### Required action
Starting at the first line of the data below, retype every line up to and including the one containing "dotted paths used".

(Data entries)
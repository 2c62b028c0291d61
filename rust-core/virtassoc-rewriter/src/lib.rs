// SPDX-License-Identifier: PMPL-1.0-or-later
//! Virtassoc Rewriter
//!
//! Filter rewriting for virtual associations: named, computed relations
//! with no backing table or column. Callers filter on them with the same
//! dotted paths used for real associations (`order.stock.available`); the
//! [`Rewriter`] replaces those predicates with real ones before the query
//! reaches the execution engine, and the [`AssociationLoader`] attaches the
//! computed data to entities after loading.
//!
//! Resolvers are registered once at startup in a [`ResolverRegistry`]:
//!
//! ```text
//! registry = ResolverRegistry::builder().register(StockResolver).build()?
//! rewriter = Rewriter::new(Arc::new(registry))
//! rewriter.resolve(&mut spec)?
//! ```

pub mod config;
pub mod container;
pub mod context;
pub mod error;
pub mod loader;
pub mod path;
pub mod plan;
pub mod registry;
pub mod report;
pub mod resolver;
pub mod rewriter;

pub use config::{DuplicatePolicy, RewriterConfig};
pub use container::{Container, ContainerPath};
pub use context::InjectionContext;
pub use error::{ErrorPayload, RegistryError, RewriteError};
pub use loader::AssociationLoader;
pub use path::{parse_virtual_field, VirtualField};
pub use plan::{InjectionPlan, InjectionPoint};
pub use registry::{ResolverEntry, ResolverRegistry, ResolverRegistryBuilder};
pub use report::{BatchSummary, InjectionSummary, RewriteReport};
pub use resolver::VirtualAssociationResolver;
pub use rewriter::Rewriter;
// SPDX-License-Identifier: PMPL-1.0-or-later
//! Virtassoc Filter
//!
//! The filter tree handed to the entity query engine.
//! Leaves are [`Predicate`]s over a dotted field path, internal nodes are
//! boolean [`FilterGroup`]s, and the root [`Specification`] additionally
//! carries named sub-specifications for associations.

pub mod entity;
pub mod error;
pub mod group;
pub mod predicate;
pub mod specification;
pub mod value;

pub use entity::Entity;
pub use error::FilterError;
pub use group::{FilterGroup, FilterNode, GroupOperator};
pub use predicate::{Predicate, PredicateKind};
pub use specification::{Predicates, Specification};
pub use value::Value;

/// Separator between the segments of a field path.
pub const PATH_SEPARATOR: char = '.';

/// Join a field prefix and a relative field name into a full path.
///
/// An empty prefix yields the name unchanged.
pub fn join_path(prefix: &str, name: &str) -> String {
    if prefix.is_empty() {
        name.to_string()
    } else {
        format!("{prefix}{PATH_SEPARATOR}{name}")
    }
}
// SPDX-License-Identifier: PMPL-1.0-or-later
//! Root query specification.

use std::collections::BTreeMap;
use std::fmt;

use serde::{Deserialize, Serialize};

use crate::error::FilterError;
use crate::group::FilterNode;
use crate::predicate::Predicate;

fn default_fast_path() -> bool {
    true
}

/// A query specification: top-level filters plus named association
/// sub-specifications.
///
/// The top-level filter list is an implicit conjunction. Each association
/// carries a full specification of its own, so associations nest
/// arbitrarily.
#[derive(Debug, Clone, PartialEq, Serialize, Deserialize)]
pub struct Specification {
    #[serde(default)]
    filters: Vec<FilterNode>,
    #[serde(default)]
    associations: BTreeMap<String, Specification>,
    /// Whether the execution engine may take its fast (cacheable) path.
    #[serde(default = "default_fast_path")]
    fast_path: bool,
}

impl Default for Specification {
    fn default() -> Self {
        Self {
            filters: Vec::new(),
            associations: BTreeMap::new(),
            fast_path: true,
        }
    }
}

impl Specification {
    pub fn new() -> Self {
        Self::default()
    }

    /// Builder-style filter append.
    pub fn with_filter(mut self, node: impl Into<FilterNode>) -> Self {
        self.filters.push(node.into());
        self
    }

    /// Builder-style association attach.
    pub fn with_association(mut self, name: impl Into<String>, spec: Specification) -> Self {
        self.associations.insert(name.into(), spec);
        self
    }

    pub fn add_filter(&mut self, node: impl Into<FilterNode>) {
        self.filters.push(node.into());
    }

    pub fn filters(&self) -> &[FilterNode] {
        &self.filters
    }

    pub fn filters_mut(&mut self) -> &mut Vec<FilterNode> {
        &mut self.filters
    }

    /// Replace the whole top-level filter list, returning the previous one.
    pub fn replace_filters(&mut self, filters: Vec<FilterNode>) -> Vec<FilterNode> {
        std::mem::replace(&mut self.filters, filters)
    }

    pub fn has_filters(&self) -> bool {
        !self.filters.is_empty()
    }

    /// Sub-specification for `name`, created empty if absent.
    pub fn association_mut(&mut self, name: &str) -> &mut Specification {
        self.associations.entry(name.to_string()).or_default()
    }

    pub fn association(&self, name: &str) -> Option<&Specification> {
        self.associations.get(name)
    }

    /// Walk a dotted association path (`order.customer`).
    pub fn association_path(&self, path: &str) -> Option<&Specification> {
        path.split(crate::PATH_SEPARATOR)
            .try_fold(self, |spec, name| spec.association(name))
    }

    pub fn associations(&self) -> &BTreeMap<String, Specification> {
        &self.associations
    }

    pub fn is_fast_path(&self) -> bool {
        self.fast_path
    }

    pub fn disable_fast_path(&mut self) {
        self.fast_path = false;
    }

    /// Depth-first iterator over every predicate of the top-level filters.
    pub fn predicates(&self) -> Predicates<'_> {
        Predicates {
            stack: self.filters.iter().rev().collect(),
        }
    }

    pub fn from_json(json: &str) -> Result<Self, FilterError> {
        Ok(serde_json::from_str(json)?)
    }

    pub fn to_json(&self) -> Result<String, FilterError> {
        Ok(serde_json::to_string(self)?)
    }
}

impl fmt::Display for Specification {
    fn fmt(&self, f: &mut fmt::Formatter<'_>) -> fmt::Result {
        if self.filters.is_empty() {
            write!(f, "(no filters)")?;
        }
        for (i, node) in self.filters.iter().enumerate() {
            if i > 0 {
                write!(f, " AND ")?;
            }
            write!(f, "{node}")?;
        }
        for (name, sub) in &self.associations {
            write!(f, " [{name}: {sub}]")?;
        }
        Ok(())
    }
}

/// Iterator returned by [`Specification::predicates`].
pub struct Predicates<'a> {
    stack: Vec<&'a FilterNode>,
}

impl<'a> Iterator for Predicates<'a> {
    type Item = &'a Predicate;

    fn next(&mut self) -> Option<Self::Item> {
        while let Some(node) = self.stack.pop() {
            match node {
                FilterNode::Predicate(p) => return Some(p),
                FilterNode::Group(g) => self.stack.extend(g.children.iter().rev()),
            }
        }
        None
    }
}

#[cfg(test)]
mod tests {
    use super::*;
    use crate::group::FilterGroup;

    fn sample() -> Specification {
        Specification::new()
            .with_filter(Predicate::equals("a", 1))
            .with_filter(FilterGroup::or([
                Predicate::equals("b", 2).into(),
                FilterGroup::and([Predicate::equals("c", 3).into()]).into(),
            ]))
            .with_filter(Predicate::equals("d", 4))
    }

    #[test]
    fn test_predicates_depth_first_order() {
        let spec = sample();
        let fields: Vec<&str> = spec.predicates().map(Predicate::field).collect();
        assert_eq!(fields, vec!["a", "b", "c", "d"]);
    }

    #[test]
    fn test_fast_path_default_and_disable() {
        let mut spec = Specification::new();
        assert!(spec.is_fast_path());
        spec.disable_fast_path();
        assert!(!spec.is_fast_path());
    }

    #[test]
    fn test_association_path() {
        let mut spec = Specification::new();
        spec.association_mut("order")
            .association_mut("customer")
            .add_filter(Predicate::equals("active", true));

        let customer = spec.association_path("order.customer").unwrap();
        assert!(customer.has_filters());
        assert!(spec.association_path("order.missing").is_none());
    }

    #[test]
    fn test_json_defaults() {
        let spec = Specification::from_json(r#"{"filters":[{"field":"a","type":"equals","value":1}]}"#)
            .unwrap();
        assert!(spec.is_fast_path());
        assert!(spec.associations().is_empty());
        assert_eq!(spec.filters().len(), 1);

        let back = Specification::from_json(&spec.to_json().unwrap()).unwrap();
        assert_eq!(back, spec);
    }

    #[test]
    fn test_json_rejects_ambiguous_filter() {
        let json = r#"{"filters":[{"field":"bar.isActive","type":"equals","value":true,"operator":"and"}]}"#;
        let err = Specification::from_json(json).unwrap_err();
        assert!(matches!(err, FilterError::Serialization(_)));
    }

    #[test]
    fn test_display() {
        let spec = Specification::new()
            .with_filter(Predicate::equals("a", 1))
            .with_association("bar", Specification::new());
        assert_eq!(spec.to_string(), "a = 1 [bar: (no filters)]");
    }
}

### Expected answer
repository 2c62b028c0291d61
filename rust-core/virtassoc-rewriter/src/lib.rs
// SPDX-License-Identifier: PMPL-1.0-or-later
//! Virtassoc Rewriter
//!
//! Filter rewriting for virtual associations: named, computed relations
//! with no backing table or column. Callers filter on them with the same
//! dotted paths used for real associations (`order.stock.available`); the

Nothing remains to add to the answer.